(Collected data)
——————————

//! Configuration of the controller and of the host around it.
use std::time::Duration;

use serde::Serialize;

use unibus::prelude::*;

/// Standard CSR address of the first TM11.
pub const TM11_BASE_ADDRESS: Address = addr!(0o17772520);

/// Standard interrupt vector of the first TM11.
pub const TM11_VECTOR: Vector = Vector::new::<0o224>();

#[derive(Debug, Clone, PartialEq, Eq, Serialize)]
pub struct ControllerConfiguration {
    /// Address of MTS; the other registers follow it.
    pub base_address: Address,
    pub vector: Vector,
    pub level: PriorityLevel,
    /// Simulated time taken by each backing-store request.
    pub io_latency: Duration,
    /// Simulated time between an interrupt being requested and it
    /// becoming deliverable.
    pub interrupt_latency: Duration,
}

impl Default for ControllerConfiguration {
    fn default() -> ControllerConfiguration {
        ControllerConfiguration {
            base_address: TM11_BASE_ADDRESS,
            vector: TM11_VECTOR,
            level: PriorityLevel::BR5,
            io_latency: Duration::from_micros(100),
            interrupt_latency: Duration::from_micros(10),
        }
    }
}

#[derive(Debug, Clone, PartialEq, Eq, Serialize)]
pub struct MemoryConfiguration {
    /// Size of host memory in bytes.  DMA to addresses at or beyond
    /// this size fails with a non-existent memory error.
    pub size_bytes: usize,
}

impl Default for MemoryConfiguration {
    /// 248 KiB: the whole 18-bit Unibus address space below the I/O page.
    fn default() -> MemoryConfiguration {
        MemoryConfiguration {
            size_bytes: 0o760_000,
        }
    }
}
//! The instant at which a call into the controller happens.
//!
//! Register accesses and I/O completions each take place at some
//! simulated time.  The controller passes that time on to its host
//! when it asks for backing-store work or an interrupt, and the host
//! uses it to work out when those become due.
use core::time::Duration;

#[derive(Debug, Clone, Copy, PartialEq, Eq)]
pub struct Context {
    pub simulated_time: Duration,
}

impl Context {
    #[must_use]
    pub fn at(simulated_time: Duration) -> Context {
        Context { simulated_time }
    }
}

——————————

**ASSIGNED TASK:**
Reproduce the full set of entries above exactly, without dropping a line.

**ANSWER FOR THIS EXERCISE:**
//! Configuration of the controller and of the host around it.
use std::time::Duration;

use serde::Serialize;

use unibus::prelude::*;

/// Standard CSR address of the first TM11.
pub const TM11_BASE_ADDRESS: Address = addr!(0o17772520);

/// Standard interrupt vector of the first TM11.
pub const TM11_VECTOR: Vector = Vector::new::<0o224>();

#[derive(Debug, Clone, PartialEq, Eq, Serialize)]
pub struct ControllerConfiguration {
    /// Address of MTS; the other registers follow it.
    pub base_address: Address,
    pub vector: Vector,
    pub level: PriorityLevel,
    /// Simulated time taken by each backing-store request.
    pub io_latency: Duration,
    /// Simulated time between an interrupt being requested and it
    /// becoming deliverable.
    pub interrupt_latency: Duration,
}

impl Default for ControllerConfiguration {
    fn default() -> ControllerConfiguration {
        ControllerConfiguration {
            base_address: TM11_BASE_ADDRESS,
            vector: TM11_VECTOR,
            level: PriorityLevel::BR5,
            io_latency: Duration::from_micros(100),
            interrupt_latency: Duration::from_micros(10),
        }
    }
}

#[derive(Debug, Clone, PartialEq, Eq, Serialize)]
pub struct MemoryConfiguration {
    /// Size of host memory in bytes.  DMA to addresses at or beyond
    /// this size fails with a non-existent memory error.
    pub size_bytes: usize,
}

impl Default for MemoryConfiguration {
    /// 248 KiB: the whole 18-bit Unibus address space below the I/O page.
    fn default() -> MemoryConfiguration {
        MemoryConfiguration {
            size_bytes: 0o760_000,
        }
    }
}
//! The instant at which a call into the controller happens.
//!
//! Register accesses and I/O completions each take place at some
//! simulated time.  The controller passes that time on to its host
//! when it asks for backing-store work or an interrupt, and the host
//! uses it to work out when those become due.
use core::time::Duration;

#[derive(Debug, Clone, Copy, PartialEq, Eq)]
pub struct Context {
    pub simulated_time: Duration,
}

impl Context {
    #[must_use]
    pub fn at(simulated_time: Duration) -> Context {
        Context { simulated_time }
    }
}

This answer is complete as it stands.